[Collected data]
⁂
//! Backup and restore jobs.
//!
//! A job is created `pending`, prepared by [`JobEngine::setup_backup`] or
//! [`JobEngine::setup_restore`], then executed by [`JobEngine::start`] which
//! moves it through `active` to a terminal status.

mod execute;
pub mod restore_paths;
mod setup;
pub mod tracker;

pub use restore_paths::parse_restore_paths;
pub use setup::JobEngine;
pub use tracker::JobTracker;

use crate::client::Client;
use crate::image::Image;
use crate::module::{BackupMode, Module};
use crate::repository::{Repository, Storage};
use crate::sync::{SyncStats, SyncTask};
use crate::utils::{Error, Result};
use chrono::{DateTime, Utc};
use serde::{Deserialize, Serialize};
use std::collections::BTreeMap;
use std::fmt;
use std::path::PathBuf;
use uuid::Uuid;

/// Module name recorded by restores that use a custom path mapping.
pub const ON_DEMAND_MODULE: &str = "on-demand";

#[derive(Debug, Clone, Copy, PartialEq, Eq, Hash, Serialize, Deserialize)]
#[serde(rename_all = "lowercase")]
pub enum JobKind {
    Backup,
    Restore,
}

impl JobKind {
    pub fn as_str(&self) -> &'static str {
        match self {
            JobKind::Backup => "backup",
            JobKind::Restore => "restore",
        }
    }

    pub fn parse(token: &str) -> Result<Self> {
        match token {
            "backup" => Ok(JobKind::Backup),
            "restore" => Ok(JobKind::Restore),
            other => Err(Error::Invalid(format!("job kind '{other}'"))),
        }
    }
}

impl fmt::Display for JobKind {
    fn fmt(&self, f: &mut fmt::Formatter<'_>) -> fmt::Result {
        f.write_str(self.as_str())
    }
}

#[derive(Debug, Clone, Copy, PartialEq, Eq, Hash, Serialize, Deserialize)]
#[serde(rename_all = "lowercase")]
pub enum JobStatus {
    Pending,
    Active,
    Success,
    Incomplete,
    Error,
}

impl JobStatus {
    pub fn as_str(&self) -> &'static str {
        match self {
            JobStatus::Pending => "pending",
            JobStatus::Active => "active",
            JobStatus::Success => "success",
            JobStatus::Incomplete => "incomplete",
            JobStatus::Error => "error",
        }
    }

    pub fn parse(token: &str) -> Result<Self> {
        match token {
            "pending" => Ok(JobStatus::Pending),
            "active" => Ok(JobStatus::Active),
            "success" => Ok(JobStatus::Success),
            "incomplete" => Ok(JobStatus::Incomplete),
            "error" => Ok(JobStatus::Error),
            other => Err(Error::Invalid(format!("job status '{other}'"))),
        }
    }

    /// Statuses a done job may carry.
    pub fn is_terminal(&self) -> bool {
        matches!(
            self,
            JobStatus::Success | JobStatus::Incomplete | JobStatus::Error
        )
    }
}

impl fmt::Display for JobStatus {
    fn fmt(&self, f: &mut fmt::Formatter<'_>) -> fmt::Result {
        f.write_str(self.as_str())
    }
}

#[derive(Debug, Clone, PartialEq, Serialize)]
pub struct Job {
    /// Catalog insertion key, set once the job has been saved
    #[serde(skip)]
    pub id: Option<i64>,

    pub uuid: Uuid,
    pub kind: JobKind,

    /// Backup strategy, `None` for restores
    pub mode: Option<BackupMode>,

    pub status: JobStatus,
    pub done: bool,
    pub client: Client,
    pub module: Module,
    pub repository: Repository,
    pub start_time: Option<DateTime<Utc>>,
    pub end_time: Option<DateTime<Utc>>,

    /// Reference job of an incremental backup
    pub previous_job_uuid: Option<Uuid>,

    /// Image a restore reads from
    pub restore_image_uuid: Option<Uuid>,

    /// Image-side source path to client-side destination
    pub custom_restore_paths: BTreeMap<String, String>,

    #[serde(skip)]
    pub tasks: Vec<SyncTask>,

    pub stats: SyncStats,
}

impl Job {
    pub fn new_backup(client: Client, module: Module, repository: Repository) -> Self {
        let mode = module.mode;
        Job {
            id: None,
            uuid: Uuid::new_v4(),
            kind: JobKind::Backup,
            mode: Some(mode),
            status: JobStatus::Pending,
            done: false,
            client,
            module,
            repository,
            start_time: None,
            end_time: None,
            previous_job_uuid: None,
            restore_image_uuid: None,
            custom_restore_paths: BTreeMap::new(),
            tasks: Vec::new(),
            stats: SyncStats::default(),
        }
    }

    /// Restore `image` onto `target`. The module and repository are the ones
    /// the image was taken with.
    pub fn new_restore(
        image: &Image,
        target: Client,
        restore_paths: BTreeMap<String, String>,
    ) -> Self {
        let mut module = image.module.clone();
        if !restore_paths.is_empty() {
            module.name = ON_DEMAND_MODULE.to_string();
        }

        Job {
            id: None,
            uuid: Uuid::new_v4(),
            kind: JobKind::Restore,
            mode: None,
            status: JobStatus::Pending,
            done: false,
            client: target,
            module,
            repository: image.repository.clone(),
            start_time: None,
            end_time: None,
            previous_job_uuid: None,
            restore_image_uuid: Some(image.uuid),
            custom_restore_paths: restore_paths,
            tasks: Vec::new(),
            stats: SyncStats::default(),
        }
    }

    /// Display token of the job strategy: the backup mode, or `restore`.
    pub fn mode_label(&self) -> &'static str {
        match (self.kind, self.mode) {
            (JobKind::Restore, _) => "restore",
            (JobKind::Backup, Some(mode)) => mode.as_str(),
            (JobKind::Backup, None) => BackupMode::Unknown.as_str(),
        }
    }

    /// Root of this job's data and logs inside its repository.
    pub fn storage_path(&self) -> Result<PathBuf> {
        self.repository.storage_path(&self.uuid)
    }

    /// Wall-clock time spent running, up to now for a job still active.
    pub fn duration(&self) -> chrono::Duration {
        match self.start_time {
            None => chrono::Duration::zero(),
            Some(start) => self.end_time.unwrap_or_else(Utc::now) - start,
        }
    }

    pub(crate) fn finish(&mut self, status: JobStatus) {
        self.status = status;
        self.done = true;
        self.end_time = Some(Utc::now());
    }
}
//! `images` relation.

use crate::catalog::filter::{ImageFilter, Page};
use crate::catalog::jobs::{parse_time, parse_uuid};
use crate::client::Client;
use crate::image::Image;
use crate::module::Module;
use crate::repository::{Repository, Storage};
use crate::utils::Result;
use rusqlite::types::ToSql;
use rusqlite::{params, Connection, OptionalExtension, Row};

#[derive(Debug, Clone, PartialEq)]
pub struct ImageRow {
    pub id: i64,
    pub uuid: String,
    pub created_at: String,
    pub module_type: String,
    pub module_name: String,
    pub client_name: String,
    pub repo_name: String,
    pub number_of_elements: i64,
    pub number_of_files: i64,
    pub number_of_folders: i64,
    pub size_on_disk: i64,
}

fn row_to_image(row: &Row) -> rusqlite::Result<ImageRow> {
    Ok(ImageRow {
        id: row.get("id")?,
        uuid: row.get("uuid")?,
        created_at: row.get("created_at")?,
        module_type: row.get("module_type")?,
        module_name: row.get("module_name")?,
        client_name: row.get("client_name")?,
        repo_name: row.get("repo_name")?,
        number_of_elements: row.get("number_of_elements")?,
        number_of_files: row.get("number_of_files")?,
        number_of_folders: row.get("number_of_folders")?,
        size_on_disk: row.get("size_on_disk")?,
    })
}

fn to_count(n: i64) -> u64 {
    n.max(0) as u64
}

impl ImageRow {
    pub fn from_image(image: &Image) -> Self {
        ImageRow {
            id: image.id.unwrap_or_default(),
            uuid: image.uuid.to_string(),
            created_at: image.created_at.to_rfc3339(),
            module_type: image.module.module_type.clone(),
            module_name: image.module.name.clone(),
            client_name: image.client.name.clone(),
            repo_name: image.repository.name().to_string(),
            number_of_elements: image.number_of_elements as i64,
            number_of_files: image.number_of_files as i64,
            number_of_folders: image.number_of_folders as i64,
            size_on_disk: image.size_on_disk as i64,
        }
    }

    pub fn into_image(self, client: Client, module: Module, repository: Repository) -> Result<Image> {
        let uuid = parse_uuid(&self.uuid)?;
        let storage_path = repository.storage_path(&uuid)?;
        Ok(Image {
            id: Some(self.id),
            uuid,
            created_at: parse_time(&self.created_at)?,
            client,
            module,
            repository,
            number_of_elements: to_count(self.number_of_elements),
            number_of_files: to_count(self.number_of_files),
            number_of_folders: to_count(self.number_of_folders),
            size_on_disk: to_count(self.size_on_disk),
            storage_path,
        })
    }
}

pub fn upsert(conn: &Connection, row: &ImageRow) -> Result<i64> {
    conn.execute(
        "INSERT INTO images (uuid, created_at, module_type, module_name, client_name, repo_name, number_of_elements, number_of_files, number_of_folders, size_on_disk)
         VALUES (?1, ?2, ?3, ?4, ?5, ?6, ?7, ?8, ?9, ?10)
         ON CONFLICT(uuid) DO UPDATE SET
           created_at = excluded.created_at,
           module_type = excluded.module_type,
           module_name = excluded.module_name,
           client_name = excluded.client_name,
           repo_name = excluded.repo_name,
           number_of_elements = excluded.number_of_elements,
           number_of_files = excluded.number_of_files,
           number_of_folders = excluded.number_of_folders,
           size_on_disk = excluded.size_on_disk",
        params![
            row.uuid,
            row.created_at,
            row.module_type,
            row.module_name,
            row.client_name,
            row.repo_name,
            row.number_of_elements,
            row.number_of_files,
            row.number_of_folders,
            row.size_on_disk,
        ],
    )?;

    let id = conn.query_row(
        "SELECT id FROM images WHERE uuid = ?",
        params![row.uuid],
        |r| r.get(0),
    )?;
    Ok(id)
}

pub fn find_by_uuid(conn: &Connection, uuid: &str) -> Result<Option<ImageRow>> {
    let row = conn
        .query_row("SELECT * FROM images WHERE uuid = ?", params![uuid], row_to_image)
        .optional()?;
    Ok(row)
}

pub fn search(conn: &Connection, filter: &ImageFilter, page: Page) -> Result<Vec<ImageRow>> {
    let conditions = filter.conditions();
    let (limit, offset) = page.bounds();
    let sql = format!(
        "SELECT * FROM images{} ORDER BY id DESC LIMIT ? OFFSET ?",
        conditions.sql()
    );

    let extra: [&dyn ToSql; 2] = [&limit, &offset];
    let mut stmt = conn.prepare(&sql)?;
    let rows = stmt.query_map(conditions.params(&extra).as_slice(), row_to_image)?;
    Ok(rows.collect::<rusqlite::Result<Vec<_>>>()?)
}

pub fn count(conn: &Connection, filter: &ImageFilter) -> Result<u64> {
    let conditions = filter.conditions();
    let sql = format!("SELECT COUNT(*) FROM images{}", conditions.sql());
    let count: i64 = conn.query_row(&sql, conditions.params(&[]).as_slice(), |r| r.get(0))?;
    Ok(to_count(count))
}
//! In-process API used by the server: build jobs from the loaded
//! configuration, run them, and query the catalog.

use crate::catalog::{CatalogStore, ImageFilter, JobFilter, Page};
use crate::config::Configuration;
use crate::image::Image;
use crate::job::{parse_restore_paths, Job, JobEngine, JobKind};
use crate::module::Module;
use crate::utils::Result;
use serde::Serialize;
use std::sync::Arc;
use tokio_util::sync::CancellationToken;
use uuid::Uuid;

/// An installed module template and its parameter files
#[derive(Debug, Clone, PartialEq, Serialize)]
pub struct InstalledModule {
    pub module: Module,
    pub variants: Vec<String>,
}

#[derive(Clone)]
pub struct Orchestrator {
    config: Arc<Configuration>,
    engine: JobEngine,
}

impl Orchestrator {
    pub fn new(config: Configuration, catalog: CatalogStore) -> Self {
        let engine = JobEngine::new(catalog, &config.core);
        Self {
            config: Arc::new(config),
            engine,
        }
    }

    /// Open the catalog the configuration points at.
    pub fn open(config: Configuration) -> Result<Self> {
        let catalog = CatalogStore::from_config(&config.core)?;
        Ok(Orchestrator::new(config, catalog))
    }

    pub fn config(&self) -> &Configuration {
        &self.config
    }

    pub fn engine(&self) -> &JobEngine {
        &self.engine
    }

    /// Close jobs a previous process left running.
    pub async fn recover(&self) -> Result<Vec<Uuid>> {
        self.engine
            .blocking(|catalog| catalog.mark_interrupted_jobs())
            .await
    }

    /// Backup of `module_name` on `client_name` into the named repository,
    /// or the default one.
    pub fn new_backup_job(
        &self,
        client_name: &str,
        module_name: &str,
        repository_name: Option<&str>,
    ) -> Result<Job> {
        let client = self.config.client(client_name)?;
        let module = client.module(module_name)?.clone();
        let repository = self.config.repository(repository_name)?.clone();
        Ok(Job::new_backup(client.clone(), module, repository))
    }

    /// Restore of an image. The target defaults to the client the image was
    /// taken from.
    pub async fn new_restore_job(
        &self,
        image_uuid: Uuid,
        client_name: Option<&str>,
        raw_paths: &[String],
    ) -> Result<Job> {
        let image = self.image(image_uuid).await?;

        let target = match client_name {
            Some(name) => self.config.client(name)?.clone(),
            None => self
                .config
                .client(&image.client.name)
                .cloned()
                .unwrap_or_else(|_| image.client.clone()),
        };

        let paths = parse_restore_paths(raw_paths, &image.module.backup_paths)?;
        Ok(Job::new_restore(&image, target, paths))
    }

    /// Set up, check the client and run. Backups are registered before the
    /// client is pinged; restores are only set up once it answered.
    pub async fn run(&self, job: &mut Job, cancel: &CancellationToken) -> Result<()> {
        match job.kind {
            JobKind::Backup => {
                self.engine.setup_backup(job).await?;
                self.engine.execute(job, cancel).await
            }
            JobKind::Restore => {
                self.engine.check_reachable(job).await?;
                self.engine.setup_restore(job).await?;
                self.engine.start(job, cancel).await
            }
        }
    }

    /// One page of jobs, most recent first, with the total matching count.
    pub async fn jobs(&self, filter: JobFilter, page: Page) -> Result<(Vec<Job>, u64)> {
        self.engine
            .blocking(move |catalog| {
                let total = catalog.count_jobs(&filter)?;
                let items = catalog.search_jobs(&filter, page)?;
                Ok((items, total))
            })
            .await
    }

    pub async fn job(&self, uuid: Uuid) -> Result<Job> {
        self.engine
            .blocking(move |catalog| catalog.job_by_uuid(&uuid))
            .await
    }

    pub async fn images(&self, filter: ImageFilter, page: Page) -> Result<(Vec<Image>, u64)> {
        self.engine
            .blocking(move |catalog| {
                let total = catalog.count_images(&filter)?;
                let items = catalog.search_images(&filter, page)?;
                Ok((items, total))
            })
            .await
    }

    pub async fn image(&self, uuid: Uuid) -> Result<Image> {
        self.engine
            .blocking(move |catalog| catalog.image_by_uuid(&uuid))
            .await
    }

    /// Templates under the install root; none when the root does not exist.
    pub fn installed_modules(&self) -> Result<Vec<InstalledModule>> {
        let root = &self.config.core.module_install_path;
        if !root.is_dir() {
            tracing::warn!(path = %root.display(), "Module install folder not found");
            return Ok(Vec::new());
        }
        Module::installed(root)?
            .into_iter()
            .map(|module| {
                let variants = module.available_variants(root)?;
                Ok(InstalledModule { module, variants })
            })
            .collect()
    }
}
⁂
Each line of the data that holds "SyncTask" should be reported.

use crate::sync::{SyncStats, SyncTask};
    pub tasks: Vec<SyncTask>,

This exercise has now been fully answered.